Pese a sus defectos, que los tiene en abundancia, ¡Grita, Blácula, grita! es bastante superior a Drácula negro, y, sobre todo, no depende tanto del género policíaco, decantándose mucho más por el relato fantástico que la película anterior. Lo más probable es que ello se deba a la presencia tras las cámaras del realizador Robert (Bob) Kelljan (1930-1982), quien antes de firmar estas nuevas aventuras de Blácula había dirigido un curioso díptico que proponía una singular modernización made in USA de la figura del vampiro clásico: el formado por Count Yorga, Vampire (1970) y The Return of Count Yorga (1971). En cualquier caso, ¡Grita, Blácula, grita! se entretiene mucho menos en los vericuetos detectivescos dedicados a rastrear la presencia de Blácula en la América negra moderna, y lo hace mucho más en la consecución de una determinada atmósfera bizarra. Contribuye a ello el hecho de que la trama tenga al vudú como telón de fondo: al principio, Willis (Richard Lawson) resucita a Blácula mediante un ritual realizado sobre los huesos del vampiro, destruido por propia voluntad por la luz solar al final de Drácula negro; las escenas de la resurrección de Blácula, así como las diversas de “vampirización” que tienen lugar en la lujosa mansión de Willis, muy a lo Hammer Films (escalera de subida al piso superior incluida), son muy góticas; y el clímax, en el que Lisa destruye a Blácula usando un muñeco vudú al que apuñala con una flecha, resulta convincente.
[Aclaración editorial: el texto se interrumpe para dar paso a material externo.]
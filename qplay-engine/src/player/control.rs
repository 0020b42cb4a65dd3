//! Transport operations for Player
//!
//! **Responsibilities:**
//! - play / pause / resume / skip / volume
//! - Time-until-entry estimates
//! - Snapshots for persistence
//!
//! Every operation takes the player lock once, performs its check-and-set
//! transition, and applies the collected side effects (events, cache
//! retirement) after releasing it.

use super::core::{Core, Effects, Player, Shared};
use super::{PauseOutcome, PlayStatus, PlayerSnapshot, PlayerState};
use crate::entry::Entry;
use crate::error::{Error, Result, StateError};
use crate::events::PlayerEvent;
use crate::playlist::Estimate;
use std::sync::Arc;
use std::time::Duration;
use tracing::{debug, info};

impl Player {
    /// Start or resume playback
    ///
    /// - `Paused`: resumes in place, no re-download
    /// - `Idle`: starts the pull loop; an empty playlist sends the player
    ///   straight back to idle (emitting `stop`)
    /// - otherwise: no-op
    pub async fn play(&self) -> Result<PlayStatus> {
        let shared = &self.shared;
        let mut fx = Effects::default();
        let result = {
            let mut core = shared.core.lock().await;
            if core.detached {
                return Err(StateError::Detached.into());
            }

            match core.state {
                PlayerState::Paused => {
                    shared.resume_locked(&mut core, &mut fx).map(|()| PlayStatus::Resumed)
                }
                PlayerState::Playing | PlayerState::Downloading | PlayerState::Waiting => {
                    Ok(PlayStatus::AlreadyActive)
                }
                PlayerState::Idle => {
                    info!("Play requested, starting pull loop");
                    core.state = PlayerState::Waiting;
                    match shared.pull_next(&mut core, &mut fx) {
                        Ok(true) => Ok(PlayStatus::Started),
                        Ok(false) => Ok(PlayStatus::WaitingForEntries),
                        Err(e) => {
                            core.detached = true;
                            fx.halt = true;
                            Err(e)
                        }
                    }
                }
            }
        };

        shared.apply(fx);
        result
    }

    /// Pause playback
    ///
    /// While `Downloading` the pause is deferred: the entry starts paused
    /// once ready and `pause` is emitted then.
    pub async fn pause(&self) -> Result<PauseOutcome> {
        let shared = &self.shared;
        let mut fx = Effects::default();
        let outcome = {
            let mut core = shared.core.lock().await;
            if core.detached {
                return Err(StateError::Detached.into());
            }

            match (core.state, core.current.clone()) {
                (PlayerState::Playing, Some(entry)) => {
                    shared.sink.pause();
                    core.state = PlayerState::Paused;
                    info!("Paused '{}'", entry.title());
                    fx.events.push(PlayerEvent::pause(&entry));
                    PauseOutcome::Paused
                }
                (PlayerState::Downloading, Some(_)) => {
                    core.pause_requested = true;
                    info!("Pause deferred until download completes");
                    PauseOutcome::Deferred
                }
                _ => return Err(StateError::NotPlaying.into()),
            }
        };

        shared.apply(fx);
        Ok(outcome)
    }

    /// Resume a paused entry
    pub async fn resume(&self) -> Result<()> {
        let shared = &self.shared;
        let mut fx = Effects::default();
        let result = {
            let mut core = shared.core.lock().await;
            if core.detached {
                return Err(StateError::Detached.into());
            }
            if core.state != PlayerState::Paused {
                return Err(StateError::NotPaused.into());
            }
            shared.resume_locked(&mut core, &mut fx)
        };

        shared.apply(fx);
        result
    }

    /// Abandon the current entry and advance
    ///
    /// Stops the sink (resuming it first if paused) or cancels the
    /// in-flight preparation. Emits `finished-playing` only for an entry
    /// that reached the sink. Returns the skipped entry.
    pub async fn skip(&self) -> Result<Arc<Entry>> {
        let shared = &self.shared;
        let mut fx = Effects::default();
        let skipped = {
            let mut core = shared.core.lock().await;
            if core.detached {
                return Err(StateError::Detached.into());
            }

            let entry = match core.state {
                PlayerState::Playing | PlayerState::Paused => {
                    let started = core.sink_started;
                    if started {
                        // Sink can only be stopped while active
                        if core.state == PlayerState::Paused {
                            shared.sink.resume();
                        }
                        shared.sink.stop();
                    }
                    let entry = shared
                        .end_current(&mut core)
                        .ok_or(StateError::NothingToSkip)?;
                    if started {
                        fx.events.push(PlayerEvent::finished(&entry));
                    }
                    info!("Skipped '{}'", entry.title());
                    entry
                }
                PlayerState::Downloading => {
                    if let Some(download) = core.download.take() {
                        download.waiter.cancel();
                        download.handle.cancel();
                    }
                    let entry = shared
                        .end_current(&mut core)
                        .ok_or(StateError::NothingToSkip)?;
                    info!("Skipped '{}' while downloading", entry.title());
                    entry
                }
                PlayerState::Idle | PlayerState::Waiting => {
                    return Err(StateError::NothingToSkip.into())
                }
            };
            core.pause_requested = false;

            fx.retired.push(Arc::clone(&entry));
            shared.advance(&mut core, &mut fx);
            entry
        };

        shared.apply(fx);
        Ok(skipped)
    }

    /// Change volume on the live stream
    pub async fn set_volume(&self, volume: f32) -> Result<()> {
        if !volume.is_finite() || !(0.0..=1.0).contains(&volume) {
            return Err(StateError::InvalidVolume(volume).into());
        }

        let mut core = self.shared.core.lock().await;
        core.volume = volume;
        if core.sink_started {
            self.shared.sink.set_volume(volume);
        }
        debug!("Volume set to {:.2}", volume);
        Ok(())
    }

    /// Time until `entry` starts playing
    ///
    /// For the current entry this is its remaining time. While the current
    /// entry is still downloading the estimate waits for the download, so
    /// the current entry's real duration is known. Fails if `entry` is
    /// neither current nor queued in the active playlist.
    pub async fn estimate_time_until_entry(&self, entry: &Entry) -> Result<Estimate> {
        let pending = {
            let core = self.shared.core.lock().await;
            match (&core.state, &core.download) {
                (PlayerState::Downloading, Some(download)) => Some(download.handle.clone()),
                _ => None,
            }
        };
        if let Some(handle) = pending {
            // Outcome is irrelevant; only the resolved duration matters
            let _ = handle.wait().await;
        }

        let (current, position) = {
            let core = self.shared.core.lock().await;
            (core.current.clone(), self.shared.position(&core))
        };

        let remaining = match &current {
            Some(current) => match current.duration() {
                Some(total) => Estimate {
                    duration: total.saturating_sub(position),
                    exact: true,
                },
                None => Estimate {
                    duration: Duration::ZERO,
                    exact: false,
                },
            },
            None => Estimate::ZERO,
        };

        if current.as_ref().is_some_and(|c| c.id() == entry.id()) {
            return Ok(remaining);
        }

        let playlist = self.shared.playlist();
        let index = playlist.position_of(entry.id()).ok_or_else(|| {
            Error::Queue(format!(
                "entry {} is not queued in '{}'",
                entry.id(),
                playlist.name()
            ))
        })?;
        let ahead = playlist.estimate_time_until(index + 1);

        Ok(Estimate {
            duration: remaining.duration.saturating_add(ahead.duration),
            exact: remaining.exact && ahead.exact,
        })
    }

    /// Capture playlist order, current entry and progress
    pub async fn snapshot(&self) -> PlayerSnapshot {
        let core = self.shared.core.lock().await;
        let current = core
            .current
            .as_ref()
            .or(core.restored.as_ref().map(|r| &r.entry))
            .map(|entry| entry.snapshot());

        PlayerSnapshot {
            playlist: self.shared.playlist().to_snapshot(),
            current,
            progress_seconds: self.shared.position(&core).as_secs_f64(),
            volume: core.volume,
        }
    }
}

impl Shared {
    /// Resume a `Paused` current entry
    ///
    /// An entry paused before it ever reached the sink is started now,
    /// emitting `play` then `resume`. A sink that refuses to start is
    /// reported to the caller and the loop moves on.
    fn resume_locked(&self, core: &mut Core, fx: &mut Effects) -> Result<()> {
        let Some(entry) = core.current.clone() else {
            return Err(StateError::NotPaused.into());
        };

        if core.sink_started {
            self.sink.resume();
            core.state = PlayerState::Playing;
            info!("Resumed '{}'", entry.title());
            fx.events.push(PlayerEvent::resume(&entry));
            return Ok(());
        }

        match self.start_sink(core, &entry) {
            Ok(()) => {
                core.state = PlayerState::Playing;
                info!("Playing '{}' after deferred pause", entry.title());
                fx.events.push(PlayerEvent::play(&entry));
                fx.events.push(PlayerEvent::resume(&entry));
                Ok(())
            }
            Err(e) => {
                if let Some(entry) = self.end_current(core) {
                    entry.invalidate();
                    fx.retired.push(entry);
                }
                self.advance(core, fx);
                Err(Error::Playback(e.0))
            }
        }
    }
}
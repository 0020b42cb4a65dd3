//! Configuration management for the qplay engine
//!
//! # Settings Sources Priority
//!
//! 1. Command-line arguments (`--cache-dir`, `--precache-depth`, ...)
//! 2. Config file named on the command line or by `QPLAY_CONFIG`
//! 3. Platform config file (`<config_dir>/qplay/config.toml`)
//! 4. Built-in defaults (code constants)
//!
//! Every field has a built-in default, so an empty or partial TOML file is
//! valid. Values are validated after overrides are applied.

use crate::error::{Error, Result};
use qplay_common::config::{default_data_dir, ConfigFileResolver, ConfigSource};
use serde::{Deserialize, Serialize};
use std::path::{Path, PathBuf};
use std::time::Duration;
use tracing::info;

/// Application name used for config/data folder lookup
pub const APP_NAME: &str = "qplay";

/// Engine configuration
#[derive(Debug, Clone, PartialEq, Serialize, Deserialize)]
#[serde(default)]
pub struct EngineConfig {
    /// Folder downloaded media is cached in
    pub cache_dir: PathBuf,

    /// Number of leading queue entries kept preparing or cached
    pub precache_depth: usize,

    /// Volume a new player starts with (0.0-1.0)
    pub default_volume: f32,

    /// Width of the download worker pool
    pub max_concurrent_downloads: usize,

    /// Fixed delay before the pull loop moves past an unplayable entry
    pub retry_backoff_ms: u64,

    /// Never delete the backing file of a retired entry
    pub keep_downloads: bool,

    /// Start the pull loop when an entry lands in an idle player's playlist
    pub auto_playback: bool,

    /// Broadcast buffer size of the session event bus
    pub event_capacity: usize,

    /// Logging configuration
    pub logging: LoggingConfig,
}

/// Logging configuration
#[derive(Debug, Clone, PartialEq, Serialize, Deserialize)]
#[serde(default)]
pub struct LoggingConfig {
    /// Default filter when `RUST_LOG` is unset
    pub filter: String,
}

impl Default for LoggingConfig {
    fn default() -> Self {
        Self {
            filter: "qplay_engine=debug,qplay=info".to_string(),
        }
    }
}

impl Default for EngineConfig {
    fn default() -> Self {
        Self {
            cache_dir: default_data_dir(APP_NAME).join("cache"),
            precache_depth: 1,
            default_volume: 0.15,
            max_concurrent_downloads: 2,
            retry_backoff_ms: 500,
            keep_downloads: false,
            auto_playback: true,
            event_capacity: 100,
            logging: LoggingConfig::default(),
        }
    }
}

impl EngineConfig {
    /// Load configuration from file (if any) and apply command-line overrides
    pub fn load(config_path: Option<&Path>, overrides: ConfigOverrides) -> Result<Self> {
        let resolver = ConfigFileResolver::new(APP_NAME);
        let (mut config, source): (EngineConfig, ConfigSource) = resolver.load(config_path)?;

        match source.path() {
            Some(path) => info!("Engine configuration from {}", path.display()),
            None => info!("Engine configuration: built-in defaults"),
        }

        config.apply(overrides);
        config.validate()?;
        Ok(config)
    }

    /// Apply command-line overrides in place
    pub fn apply(&mut self, overrides: ConfigOverrides) {
        if let Some(dir) = overrides.cache_dir {
            self.cache_dir = dir;
        }
        if let Some(depth) = overrides.precache_depth {
            self.precache_depth = depth;
        }
        if let Some(volume) = overrides.default_volume {
            self.default_volume = volume;
        }
        if let Some(keep) = overrides.keep_downloads {
            self.keep_downloads = keep;
        }
    }

    /// Check value ranges
    pub fn validate(&self) -> Result<()> {
        if self.precache_depth == 0 {
            return Err(Error::Config("precache_depth must be at least 1".to_string()));
        }
        if self.max_concurrent_downloads == 0 {
            return Err(Error::Config(
                "max_concurrent_downloads must be at least 1".to_string(),
            ));
        }
        if !(0.0..=1.0).contains(&self.default_volume) {
            return Err(Error::Config(format!(
                "default_volume {} outside 0.0-1.0",
                self.default_volume
            )));
        }
        Ok(())
    }

    /// Pull-loop backoff as Duration
    pub fn retry_backoff(&self) -> Duration {
        qplay_common::time::millis_to_duration(self.retry_backoff_ms)
    }
}

/// Command-line configuration overrides
#[derive(Debug, Clone, Default)]
pub struct ConfigOverrides {
    pub cache_dir: Option<PathBuf>,
    pub precache_depth: Option<usize>,
    pub default_volume: Option<f32>,
    pub keep_downloads: Option<bool>,
}

#[cfg(test)]
mod tests {
    use super::*;

    #[test]
    fn test_defaults() {
        let config = EngineConfig::default();
        assert_eq!(config.precache_depth, 1);
        assert_eq!(config.default_volume, 0.15);
        assert_eq!(config.retry_backoff(), Duration::from_millis(500));
        assert!(config.auto_playback);
        assert!(!config.keep_downloads);
        assert!(config.cache_dir.ends_with("cache"));
        config.validate().unwrap();
    }

    #[test]
    fn test_partial_toml_keeps_defaults() {
        let config: EngineConfig = toml::from_str(
            r#"
            precache_depth = 3
            keep_downloads = true

            [logging]
            filter = "debug"
            "#,
        )
        .unwrap();

        assert_eq!(config.precache_depth, 3);
        assert!(config.keep_downloads);
        assert_eq!(config.logging.filter, "debug");
        assert_eq!(config.max_concurrent_downloads, 2);
    }

    #[test]
    fn test_overrides_win() {
        let mut config = EngineConfig::default();
        config.apply(ConfigOverrides {
            cache_dir: Some(PathBuf::from("/tmp/qplay-cache")),
            precache_depth: Some(4),
            default_volume: Some(0.5),
            keep_downloads: Some(true),
        });

        assert_eq!(config.cache_dir, PathBuf::from("/tmp/qplay-cache"));
        assert_eq!(config.precache_depth, 4);
        assert_eq!(config.default_volume, 0.5);
        assert!(config.keep_downloads);
    }

    #[test]
    fn test_validation_rejects_bad_values() {
        let mut config = EngineConfig::default();
        config.precache_depth = 0;
        assert!(matches!(config.validate(), Err(Error::Config(_))));

        let mut config = EngineConfig::default();
        config.default_volume = 1.5;
        assert!(matches!(config.validate(), Err(Error::Config(_))));

        let mut config = EngineConfig::default();
        config.max_concurrent_downloads = 0;
        assert!(config.validate().is_err());
    }

    #[test]
    fn test_load_from_explicit_file() {
        let dir = tempfile::tempdir().unwrap();
        let path = dir.path().join("qplay.toml");
        std::fs::write(&path, "retry_backoff_ms = 50\nauto_playback = false\n").unwrap();

        let config = EngineConfig::load(
            Some(&path),
            ConfigOverrides {
                precache_depth: Some(2),
                ..Default::default()
            },
        )
        .unwrap();

        assert_eq!(config.retry_backoff_ms, 50);
        assert!(!config.auto_playback);
        assert_eq!(config.precache_depth, 2);
    }
}
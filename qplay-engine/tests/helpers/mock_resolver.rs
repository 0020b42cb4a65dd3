//! Scripted resolver

use async_trait::async_trait;
use qplay_engine::collaborators::{ResolveError, ResolvedMedia, Resolver};
use std::collections::HashMap;
use std::path::{Path, PathBuf};
use std::sync::atomic::{AtomicUsize, Ordering};
use std::sync::{Arc, Mutex};
use tokio::sync::Semaphore;

/// Outcome scripted for one source reference
#[derive(Debug, Clone)]
pub enum Script {
    Ok {
        title: String,
        duration_seconds: Option<f64>,
    },
    ResolveFails(ResolveError),
    DownloadFails(String),
}

/// Resolver with per-source outcomes and optional download gates
///
/// Unscripted sources resolve with their own name as title and an unknown
/// duration.
#[derive(Default)]
pub struct MockResolver {
    scripts: Mutex<HashMap<String, Script>>,
    gates: Mutex<HashMap<String, Arc<Semaphore>>>,
    resolves: Mutex<HashMap<String, usize>>,
    downloads: Mutex<HashMap<String, usize>>,
    total_downloads: AtomicUsize,
}

impl MockResolver {
    pub fn new() -> Arc<Self> {
        Arc::new(Self::default())
    }

    pub fn script(&self, source: &str, script: Script) {
        self.scripts
            .lock()
            .unwrap()
            .insert(source.to_string(), script);
    }

    /// Script a successful source with a known duration
    pub fn track(&self, source: &str, duration_seconds: f64) {
        self.script(
            source,
            Script::Ok {
                title: format!("Track {}", source),
                duration_seconds: Some(duration_seconds),
            },
        );
    }

    /// Block downloads of `source` until [`MockResolver::release`]
    pub fn hold(&self, source: &str) {
        self.gates
            .lock()
            .unwrap()
            .insert(source.to_string(), Arc::new(Semaphore::new(0)));
    }

    pub fn release(&self, source: &str) {
        if let Some(gate) = self.gates.lock().unwrap().get(source) {
            gate.add_permits(Semaphore::MAX_PERMITS / 2);
        }
    }

    /// Resolve calls made for `source`
    pub fn resolves_of(&self, source: &str) -> usize {
        self.resolves
            .lock()
            .unwrap()
            .get(source)
            .copied()
            .unwrap_or(0)
    }

    /// Downloads started for `source`
    pub fn downloads_of(&self, source: &str) -> usize {
        self.downloads
            .lock()
            .unwrap()
            .get(source)
            .copied()
            .unwrap_or(0)
    }

    pub fn total_downloads(&self) -> usize {
        self.total_downloads.load(Ordering::SeqCst)
    }
}

#[async_trait]
impl Resolver for MockResolver {
    async fn resolve(&self, source_ref: &str) -> Result<ResolvedMedia, ResolveError> {
        *self
            .resolves
            .lock()
            .unwrap()
            .entry(source_ref.to_string())
            .or_insert(0) += 1;

        let script = self.scripts.lock().unwrap().get(source_ref).cloned();
        match script {
            Some(Script::ResolveFails(err)) => Err(err),
            Some(Script::Ok {
                title,
                duration_seconds,
            }) => Ok(ResolvedMedia {
                title,
                duration_seconds,
                locator: source_ref.to_string(),
            }),
            Some(Script::DownloadFails(_)) | None => Ok(ResolvedMedia {
                title: source_ref.to_string(),
                duration_seconds: None,
                locator: source_ref.to_string(),
            }),
        }
    }

    async fn download(&self, locator: &str, destination_hint: &Path) -> anyhow::Result<PathBuf> {
        *self
            .downloads
            .lock()
            .unwrap()
            .entry(locator.to_string())
            .or_insert(0) += 1;
        self.total_downloads.fetch_add(1, Ordering::SeqCst);

        let gate = self.gates.lock().unwrap().get(locator).cloned();
        if let Some(gate) = gate {
            gate.acquire().await?.forget();
        }

        let script = self.scripts.lock().unwrap().get(locator).cloned();
        if let Some(Script::DownloadFails(message)) = script {
            anyhow::bail!("{}", message);
        }

        tokio::fs::write(destination_hint, locator.as_bytes()).await?;
        Ok(destination_hint.to_path_buf())
    }
}
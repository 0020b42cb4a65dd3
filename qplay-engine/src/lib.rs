//! # qplay engine
//!
//! Queue + player engine for a queue-driven media player.
//!
//! **Purpose:** Keep a continuously mutated queue of media references
//! downloaded just in time, play entries back to back through an external
//! voice sink, and report lifecycle events to observers.
//!
//! **Architecture:** [`entry::Entry`] (cache lifecycle, coalesced
//! preparation) -> [`playlist::Playlist`] (ordered queue with look-ahead
//! pre-caching) -> [`player::Player`] (state machine + signal driver), all
//! wired together per session by [`session::Session`]. Resolution and audio
//! output are external collaborators (see [`collaborators`]).

pub mod cache;
pub mod collaborators;
pub mod config;
pub mod entry;
pub mod error;
pub mod events;
pub mod local;
pub mod player;
pub mod playlist;
pub mod session;
pub mod store;

pub use error::{Error, Result};
pub use events::{EventKind, PlayerEvent, SessionBus};
pub use session::Session;
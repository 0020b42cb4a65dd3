//! Recording voice sink

use qplay_engine::collaborators::{CompletionCallback, PlayRequest, SinkError, VoiceSink};
use std::sync::atomic::{AtomicBool, Ordering};
use std::sync::{Arc, Mutex};
use std::thread;
use std::time::Duration;

#[derive(Debug, Clone, PartialEq)]
pub enum SinkCall {
    Play(PlayRequest),
    Pause,
    Resume,
    Stop,
    SetVolume(f32),
}

/// Sink that never produces audio
///
/// The test decides when a stream ends ([`MockSink::finish`],
/// [`MockSink::fail`]); the completion callback is then invoked from a
/// freshly spawned OS thread, like a real audio backend would.
#[derive(Default)]
pub struct MockSink {
    calls: Mutex<Vec<SinkCall>>,
    pending: Mutex<Option<CompletionCallback>>,
    progress: Mutex<Duration>,
    refuse_next_play: AtomicBool,
}

impl MockSink {
    pub fn new() -> Arc<Self> {
        Arc::new(Self::default())
    }

    pub fn calls(&self) -> Vec<SinkCall> {
        self.calls.lock().unwrap().clone()
    }

    pub fn plays(&self) -> Vec<PlayRequest> {
        self.calls()
            .into_iter()
            .filter_map(|c| match c {
                SinkCall::Play(request) => Some(request),
                _ => None,
            })
            .collect()
    }

    pub fn set_progress(&self, progress: Duration) {
        *self.progress.lock().unwrap() = progress;
    }

    /// Make the next `play` call fail synchronously
    pub fn refuse_next_play(&self) {
        self.refuse_next_play.store(true, Ordering::SeqCst);
    }

    /// True while a stream's completion is outstanding
    pub fn is_streaming(&self) -> bool {
        self.pending.lock().unwrap().is_some()
    }

    /// End the active stream naturally
    pub fn finish(&self) {
        self.complete(None);
    }

    /// Fail the active stream mid-way
    pub fn fail(&self, message: &str) {
        self.complete(Some(SinkError(message.to_string())));
    }

    fn complete(&self, error: Option<SinkError>) {
        let callback = self.pending.lock().unwrap().take();
        if let Some(callback) = callback {
            thread::spawn(move || callback(error)).join().unwrap();
        }
    }
}

impl VoiceSink for MockSink {
    fn play(&self, request: PlayRequest, on_complete: CompletionCallback) -> Result<(), SinkError> {
        if self.refuse_next_play.swap(false, Ordering::SeqCst) {
            return Err(SinkError("device unavailable".to_string()));
        }
        *self.progress.lock().unwrap() = request.start_at;
        self.calls.lock().unwrap().push(SinkCall::Play(request));
        *self.pending.lock().unwrap() = Some(on_complete);
        Ok(())
    }

    fn pause(&self) {
        self.calls.lock().unwrap().push(SinkCall::Pause);
    }

    fn resume(&self) {
        self.calls.lock().unwrap().push(SinkCall::Resume);
    }

    fn stop(&self) {
        self.calls.lock().unwrap().push(SinkCall::Stop);
        self.complete(None);
    }

    fn set_volume(&self, volume: f32) {
        self.calls.lock().unwrap().push(SinkCall::SetVolume(volume));
    }

    fn progress(&self) -> Duration {
        *self.progress.lock().unwrap()
    }
}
Puede que David Pirie exagere un poco cuando afirma, en su famoso libro El vampiro en el cine, que la escena en la que Blácula da su merecido a un par de proxenetas es un anticipo de Taxi Driver (ídem, 1976, Martin Scorsese), pero lo cierto es que ¡Grita, Blácula, grita! es un exponente más que curioso del blaxploitation de terror, si no el que más.